Your task: Write out each entry word for word.

Provided material:

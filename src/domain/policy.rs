use crate::domain::money::DEFAULT_CURRENCY;
use crate::domain::patch::Patch;
use rust_decimal::Decimal;
use serde::{Deserialize, Serialize};

/// A named rule set governing when escrowed funds may be released.
///
/// The normalized shape is identical whichever backend holds it: the
/// platform-wide settings document or the provider-scoped row store.
#[derive(Debug, Serialize, Deserialize, PartialEq, Clone, Default)]
#[serde(default)]
pub struct ReleasePolicy {
    pub id: String,
    pub name: String,
    pub description: String,
    pub auto_release_days: i64,
    pub requires_dual_approval: bool,
    pub max_amount: Option<Decimal>,
    pub notify_roles: Vec<String>,
    pub document_checklist: Vec<String>,
    pub release_conditions: Vec<String>,
}

/// Partial policy payload. Present fields merge onto the existing entry so
/// unspecified fields survive an update; `max_amount` distinguishes "leave
/// alone" from "clear the cap".
#[derive(Debug, Deserialize, Clone, Default)]
#[serde(default)]
pub struct PolicyDraft {
    pub id: Option<String>,
    pub name: Option<String>,
    pub description: Option<String>,
    pub auto_release_days: Option<i64>,
    pub requires_dual_approval: Option<bool>,
    pub max_amount: Patch<Decimal>,
    pub notify_roles: Option<Vec<String>>,
    pub document_checklist: Option<Vec<String>>,
    pub release_conditions: Option<Vec<String>>,
}

impl ReleasePolicy {
    /// Merges a draft onto this policy, normalizing list fields.
    pub fn merge_draft(&mut self, draft: &PolicyDraft) {
        if let Some(name) = &draft.name {
            self.name = name.trim().to_string();
        }
        if let Some(description) = &draft.description {
            self.description = description.trim().to_string();
        }
        if let Some(days) = draft.auto_release_days {
            self.auto_release_days = days;
        }
        if let Some(dual) = draft.requires_dual_approval {
            self.requires_dual_approval = dual;
        }
        match &draft.max_amount {
            Patch::Absent => {}
            Patch::Null => self.max_amount = None,
            Patch::Value(cap) => self.max_amount = Some(*cap),
        }
        if let Some(roles) = &draft.notify_roles {
            self.notify_roles = dedupe_preserving_order(roles, true);
        }
        if let Some(checklist) = &draft.document_checklist {
            self.document_checklist = dedupe_preserving_order(checklist, false);
        }
        if let Some(conditions) = &draft.release_conditions {
            self.release_conditions = dedupe_preserving_order(conditions, false);
        }
    }
}

/// The whole escrow settings document held by the platform settings store.
/// Read-modify-write as a unit; lenient defaults tolerate older documents.
#[derive(Debug, Serialize, Deserialize, PartialEq, Clone)]
#[serde(default)]
pub struct EscrowSettings {
    pub policies: Vec<ReleasePolicy>,
    pub allowed_currencies: Vec<String>,
    pub default_currency: String,
}

impl Default for EscrowSettings {
    fn default() -> Self {
        Self {
            policies: Vec::new(),
            allowed_currencies: vec!["GBP".into(), "USD".into(), "EUR".into()],
            default_currency: DEFAULT_CURRENCY.to_string(),
        }
    }
}

/// Lowercases and hyphenates a policy name into a slug. May come back empty
/// for names with no alphanumeric content; the caller falls back to
/// `policy-<n>`.
pub fn slugify(name: &str) -> String {
    let mut slug = String::with_capacity(name.len());
    let mut last_hyphen = true;
    for ch in name.trim().to_lowercase().chars() {
        if ch.is_ascii_alphanumeric() {
            slug.push(ch);
            last_hyphen = false;
        } else if !last_hyphen {
            slug.push('-');
            last_hyphen = true;
        }
    }
    while slug.ends_with('-') {
        slug.pop();
    }
    slug
}

/// Appends `-2`, `-3`, ... until the candidate no longer collides.
pub fn uniquify_id(base: &str, existing: &[String]) -> String {
    if !existing.iter().any(|id| id == base) {
        return base.to_string();
    }
    let mut n = 2;
    loop {
        let candidate = format!("{base}-{n}");
        if !existing.iter().any(|id| *id == candidate) {
            return candidate;
        }
        n += 1;
    }
}

/// Trims entries, drops empties, and de-duplicates preserving first-seen
/// order. Case-insensitive comparison keeps the original casing of the first
/// occurrence.
pub fn dedupe_preserving_order(items: &[String], case_insensitive: bool) -> Vec<String> {
    let mut seen: Vec<String> = Vec::new();
    let mut result = Vec::new();
    for item in items {
        let trimmed = item.trim();
        if trimmed.is_empty() {
            continue;
        }
        let key = if case_insensitive {
            trimmed.to_lowercase()
        } else {
            trimmed.to_string()
        };
        if !seen.contains(&key) {
            seen.push(key);
            result.push(trimmed.to_string());
        }
    }
    result
}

Output below:
filename src/domain/policy.rs
use crate::domain::money::DEFAULT_CURRENCY;
use crate::domain::patch::Patch;
use rust_decimal::Decimal;
use serde::{Deserialize, Serialize};

/// A named rule set governing when escrowed funds may be released.
///
/// The normalized shape is identical whichever backend holds it: the
/// platform-wide settings document or the provider-scoped row store.
#[derive(Debug, Serialize, Deserialize, PartialEq, Clone, Default)]
#[serde(default)]
pub struct ReleasePolicy {
    pub id: String,
    pub name: String,
    pub description: String,
    pub auto_release_days: i64,
    pub requires_dual_approval: bool,
    pub max_amount: Option<Decimal>,
    pub notify_roles: Vec<String>,
    pub document_checklist: Vec<String>,
    pub release_conditions: Vec<String>,
}

/// Partial policy payload. Present fields merge onto the existing entry so
/// unspecified fields survive an update; `max_amount` distinguishes "leave
/// alone" from "clear the cap".
#[derive(Debug, Deserialize, Clone, Default)]
#[serde(default)]
pub struct PolicyDraft {
    pub id: Option<String>,
    pub name: Option<String>,
    pub description: Option<String>,
    pub auto_release_days: Option<i64>,
    pub requires_dual_approval: Option<bool>,
    pub max_amount: Patch<Decimal>,
    pub notify_roles: Option<Vec<String>>,
    pub document_checklist: Option<Vec<String>>,
    pub release_conditions: Option<Vec<String>>,
}

impl ReleasePolicy {
    /// Merges a draft onto this policy, normalizing list fields.
    pub fn merge_draft(&mut self, draft: &PolicyDraft) {
        if let Some(name) = &draft.name {
            self.name = name.trim().to_string();
        }
        if let Some(description) = &draft.description {
            self.description = description.trim().to_string();
        }
        if let Some(days) = draft.auto_release_days {
            self.auto_release_days = days;
        }
        if let Some(dual) = draft.requires_dual_approval {
            self.requires_dual_approval = dual;
        }
        match &draft.max_amount {
            Patch::Absent => {}
            Patch::Null => self.max_amount = None,
            Patch::Value(cap) => self.max_amount = Some(*cap),
        }
        if let Some(roles) = &draft.notify_roles {
            self.notify_roles = dedupe_preserving_order(roles, true);
        }
        if let Some(checklist) = &draft.document_checklist {
            self.document_checklist = dedupe_preserving_order(checklist, false);
        }
        if let Some(conditions) = &draft.release_conditions {
            self.release_conditions = dedupe_preserving_order(conditions, false);
        }
    }
}

/// The whole escrow settings document held by the platform settings store.
/// Read-modify-write as a unit; lenient defaults tolerate older documents.
#[derive(Debug, Serialize, Deserialize, PartialEq, Clone)]
#[serde(default)]
pub struct EscrowSettings {
    pub policies: Vec<ReleasePolicy>,
    pub allowed_currencies: Vec<String>,
    pub default_currency: String,
}

impl Default for EscrowSettings {
    fn default() -> Self {
        Self {
            policies: Vec::new(),
            allowed_currencies: vec!["GBP".into(), "USD".into(), "EUR".into()],
            default_currency: DEFAULT_CURRENCY.to_string(),
        }
    }
}

/// Lowercases and hyphenates a policy name into a slug. May come back empty
/// for names with no alphanumeric content; the caller falls back to
/// `policy-<n>`.
pub fn slugify(name: &str) -> String {
    let mut slug = String::with_capacity(name.len());
    let mut last_hyphen = true;
    for ch in name.trim().to_lowercase().chars() {
        if ch.is_ascii_alphanumeric() {
            slug.push(ch);
            last_hyphen = false;
        } else if !last_hyphen {
            slug.push('-');
            last_hyphen = true;
        }
    }
    while slug.ends_with('-') {
        slug.pop();
    }
    slug
}

/// Appends `-2`, `-3`, ... until the candidate no longer collides.
pub fn uniquify_id(base: &str, existing: &[String]) -> String {
    if !existing.iter().any(|id| id == base) {
        return base.to_string();
    }
    let mut n = 2;
    loop {
        let candidate = format!("{base}-{n}");
        if !existing.iter().any(|id| *id == candidate) {
            return candidate;
        }
        n += 1;
    }
}

/// Trims entries, drops empties, and de-duplicates preserving first-seen
/// order. Case-insensitive comparison keeps the original casing of the first
/// occurrence.
pub fn dedupe_preserving_order(items: &[String], case_insensitive: bool) -> Vec<String> {
    let mut seen: Vec<String> = Vec::new();
    let mut result = Vec::new();
    for item in items {
        let trimmed = item.trim();
        if trimmed.is_empty() {
            continue;
        }
        let key = if case_insensitive {
            trimmed.to_lowercase()
        } else {
            trimmed.to_string()
        };
        if !seen.contains(&key) {
            seen.push(key);
            result.push(trimmed.to_string());
        }
    }
    result
}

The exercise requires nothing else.